劉皓南冷哼一聲道:“怎知他們不是來看你我的熱鬧的?”

金子凌看起來毫不擔心,輕鬆地道:“只要這裡還是河東,便是我黃金塢的地盤,有什麼好怕?等著瞧吧,我姐一定會出現的!”他已從穆桂英口中得知,當日阿萊、穆桂英、拓跋月映在金谷園遇到了假的金子凌,陷入重圍,穆桂英假意與李元昊合作,與阿萊打了起來,卻暗中放水讓阿萊逃脫。他相信,阿萊逃離金谷園之後,定會整頓人手前來營救自己。

劉皓南卻不像金子凌那麼樂觀,金子凌自接掌黃金塢以來,雖然多次遇險,但都與朝廷官府無涉,這次與以往大不相同,如果阿萊用強救人,那便是與大宋官府作對,從此黃金塢在河東再無立足之地了。

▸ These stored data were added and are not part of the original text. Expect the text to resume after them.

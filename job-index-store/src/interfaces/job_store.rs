//! Relational store trait definition.
//!
//! This module defines the abstract interface the pipeline and the
//! write-through path use to read and write the relational model.

use async_trait::async_trait;

use crate::errors::StoreError;
use crate::types::{JobUpdate, StoreCounts};
use job_index_shared::{Job, JobSkillEdge, JobWithSkills, NewJob, Skill};

/// Abstract interface for the relational system of record.
///
/// Bulk inserts follow a skip-if-exists policy: rows colliding with an
/// existing unique key are ignored, and the bulk path does not return
/// generated ids. Callers re-read with the `find_*` methods to learn them.
///
/// # Thread Safety
///
/// All implementations must be `Send + Sync` to allow use across async tasks.
#[async_trait]
pub trait JobStore: Send + Sync {
    /// Insert skills by name, ignoring names that already exist.
    ///
    /// # Returns
    ///
    /// * `Ok(u64)` - The number of rows actually inserted
    async fn insert_skills(&self, names: &[String]) -> Result<u64, StoreError>;

    /// Read every committed skill.
    async fn find_skills(&self) -> Result<Vec<Skill>, StoreError>;

    /// Insert jobs, ignoring jobs whose `(title, company)` already exists.
    ///
    /// Existing rows are never overwritten.
    async fn insert_jobs(&self, jobs: &[NewJob]) -> Result<u64, StoreError>;

    /// Read every committed job.
    async fn find_jobs(&self) -> Result<Vec<Job>, StoreError>;

    /// Insert job-skill edges, ignoring edges that already exist.
    async fn insert_job_skills(&self, edges: &[JobSkillEdge]) -> Result<u64, StoreError>;

    /// Read up to `limit` jobs with an id greater than `after_id`, in id
    /// order, each with its current skills.
    ///
    /// Used for keyset pagination: pass the last id of the previous page.
    async fn find_jobs_with_skills(
        &self,
        after_id: i64,
        limit: usize,
    ) -> Result<Vec<JobWithSkills>, StoreError>;

    /// Read a single job with its skills.
    ///
    /// # Returns
    ///
    /// * `Ok(None)` - If no job has the id
    async fn find_job(&self, id: i64) -> Result<Option<JobWithSkills>, StoreError>;

    /// Create a job and link it to the given skills.
    ///
    /// # Returns
    ///
    /// * `Ok(JobWithSkills)` - The committed record, with its surrogate id
    /// * `Err(StoreError::Conflict)` - If `(title, company)` already exists
    /// * `Err(StoreError::InvalidInput)` - If a skill id does not exist
    async fn create_job(&self, job: &NewJob, skill_ids: &[i64]) -> Result<JobWithSkills, StoreError>;

    /// Apply a partial update and, when skill ids are given, replace the
    /// job's edge set.
    ///
    /// # Returns
    ///
    /// * `Ok(JobWithSkills)` - The record after the update
    /// * `Err(StoreError::NotFound)` - If no job has the id
    async fn update_job(&self, update: &JobUpdate) -> Result<JobWithSkills, StoreError>;

    /// Delete a job and its edges.
    ///
    /// # Returns
    ///
    /// * `Ok(true)` - If a job row was removed
    /// * `Ok(false)` - If no job had the id
    async fn delete_job(&self, id: i64) -> Result<bool, StoreError>;

    /// Count the rows of each table.
    async fn counts(&self) -> Result<StoreCounts, StoreError>;
}
//! Denormalized search document for a job.

use serde::{Deserialize, Serialize};

use crate::{Industry, JobWithSkills};

/// A skill embedded inside a [`JobDocument`].
#[derive(Debug, Clone, PartialEq, Eq, Serialize, Deserialize)]
#[serde(rename_all = "camelCase")]
pub struct SkillRef {
    pub skill_id: i64,
    pub name: String,
}

/// The document stored in the search index for one job.
///
/// This is a derived cache of the relational model: the job's own fields
/// plus its skill edges expanded inline. The document id in the index is the
/// job's surrogate id.
#[derive(Debug, Clone, PartialEq, Serialize, Deserialize)]
#[serde(rename_all = "camelCase")]
pub struct JobDocument {
    pub id: i64,
    pub title: String,
    pub company: String,
    pub location: String,
    pub experience_level: String,
    pub salary: i64,
    pub industry: Industry,
    pub skills: Vec<SkillRef>,
}

impl JobDocument {
    /// The identifier used for the document in the search index.
    pub fn document_id(&self) -> String {
        self.id.to_string()
    }
}

impl From<&JobWithSkills> for JobDocument {
    fn from(record: &JobWithSkills) -> Self {
        let job = &record.job;
        Self {
            id: job.id,
            title: job.title.clone(),
            company: job.company.clone(),
            location: job.location.clone(),
            experience_level: job.experience_level.clone(),
            salary: job.salary,
            industry: job.industry,
            skills: record
                .skills
                .iter()
                .map(|s| SkillRef {
                    skill_id: s.id,
                    name: s.name.clone(),
                })
                .collect(),
        }
    }
}
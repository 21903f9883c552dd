//! Error types for the pipeline.

mod pipeline_error;

pub use pipeline_error::{PipelineError, RowParseError};
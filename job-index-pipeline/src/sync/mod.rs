//! Write-through synchronization between the relational store and the index.
//!
//! Every single-job mutation is mirrored into the search index before the
//! caller gets control back. The relational write always happens first and
//! is never rolled back when the index write fails.

use std::sync::Arc;
use tracing::{error, info, instrument};

use crate::errors::PipelineError;
use job_index_repository::JobIndexClient;
use job_index_shared::{JobDocument, JobWithSkills};
use job_index_store::JobStore;

/// Keeps the search index consistent with single-job mutations.
pub struct WriteThroughSync {
    store: Arc<dyn JobStore>,
    index: Arc<JobIndexClient>,
}

impl WriteThroughSync {
    pub fn new(store: Arc<dyn JobStore>, index: Arc<JobIndexClient>) -> Self {
        Self { store, index }
    }

    /// Index a freshly created job.
    #[instrument(skip(self, record), fields(id = record.job.id))]
    pub async fn sync_on_create(&self, record: &JobWithSkills) -> Result<(), PipelineError> {
        self.upsert(record).await
    }

    /// Replace the document of an updated job, skills included.
    #[instrument(skip(self, record), fields(id = record.job.id))]
    pub async fn sync_on_update(&self, record: &JobWithSkills) -> Result<(), PipelineError> {
        self.upsert(record).await
    }

    /// Delete a job from the store, then its document from the index.
    ///
    /// Returns whether a relational row was removed. The index delete runs
    /// either way, so a stray document left by an earlier failure is cleaned up.
    #[instrument(skip(self))]
    pub async fn sync_on_delete(&self, id: i64) -> Result<bool, PipelineError> {
        let deleted = self.store.delete_job(id).await?;

        self.index.delete(id).await.map_err(|e| {
            error!(error = %e, "Job deleted from store but not from index");
            PipelineError::index_write(e.to_string())
        })?;

        info!(deleted = deleted, "Delete synchronized");
        Ok(deleted)
    }

    async fn upsert(&self, record: &JobWithSkills) -> Result<(), PipelineError> {
        let document = JobDocument::from(record);

        self.index.put(&document).await.map_err(|e| {
            error!(error = %e, "Job committed to store but not indexed");
            PipelineError::index_write(e.to_string())
        })
    }
}
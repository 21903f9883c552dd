//! Relational entities: skills, jobs and the edges between them.

use serde::{Deserialize, Serialize};

use crate::Industry;

/// A skill as committed to the relational store.
#[derive(Debug, Clone, PartialEq, Eq, Serialize, Deserialize)]
pub struct Skill {
    /// Surrogate id assigned by the store.
    pub id: i64,
    /// Unique, case-sensitive skill name.
    pub name: String,
}

/// Business key used to recognize the same job across repeated input rows.
#[derive(Debug, Clone, PartialEq, Eq, Hash, PartialOrd, Ord)]
pub struct JobKey {
    pub title: String,
    pub company: String,
}

impl JobKey {
    pub fn new(title: impl Into<String>, company: impl Into<String>) -> Self {
        Self {
            title: title.into(),
            company: company.into(),
        }
    }
}

/// A job that has not been committed yet, so it has no surrogate id.
#[derive(Debug, Clone, PartialEq, Serialize, Deserialize)]
pub struct NewJob {
    pub title: String,
    pub company: String,
    pub location: String,
    pub experience_level: String,
    pub salary: i64,
    pub industry: Industry,
}

impl NewJob {
    /// The `(title, company)` business key of this job.
    pub fn key(&self) -> JobKey {
        JobKey::new(self.title.clone(), self.company.clone())
    }
}

/// A job as committed to the relational store.
#[derive(Debug, Clone, PartialEq, Serialize, Deserialize)]
pub struct Job {
    pub id: i64,
    pub title: String,
    pub company: String,
    pub location: String,
    pub experience_level: String,
    pub salary: i64,
    pub industry: Industry,
}

impl Job {
    pub fn key(&self) -> JobKey {
        JobKey::new(self.title.clone(), self.company.clone())
    }
}

/// Many-to-many edge between a job and a skill, identified by the id pair.
#[derive(Debug, Clone, Copy, PartialEq, Eq, Hash, PartialOrd, Ord, Serialize, Deserialize)]
pub struct JobSkillEdge {
    pub job_id: i64,
    pub skill_id: i64,
}

/// A job together with the skills its edges currently point at.
#[derive(Debug, Clone, PartialEq, Serialize, Deserialize)]
pub struct JobWithSkills {
    pub job: Job,
    pub skills: Vec<Skill>,
}

impl JobWithSkills {
    pub fn skill_names(&self) -> Vec<&str> {
        self.skills.iter().map(|s| s.name.as_str()).collect()
    }
}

金子凌一向看重黃金塢的聲譽,不可能預料不到這樣的後果,此刻的鎮定只是故作姿態,也許他已在心裡做好了犧牲黃金塢百年家業的準備了吧。

想到此處,劉皓南心中生出無限愧疚,輕聲道:“對不住,子凌,我又連累你了。”

“不打緊,我早就料到會有這麼一天了。”金子凌只是淡淡一笑,輕描淡寫地說道,再度望向臺下的拓跋月映,自語道,“我想和月映一起去一個沒人打擾的地方,只有我們兩個人……”

劉皓南轉頭看了金子凌一眼,見他不像是說笑的樣子,卻不知該如何接言。這五六年來,他是不是也像阿萊一樣,早已厭倦了經營黃金塢的單調生活,迫不及待地想要尋求解脫呢?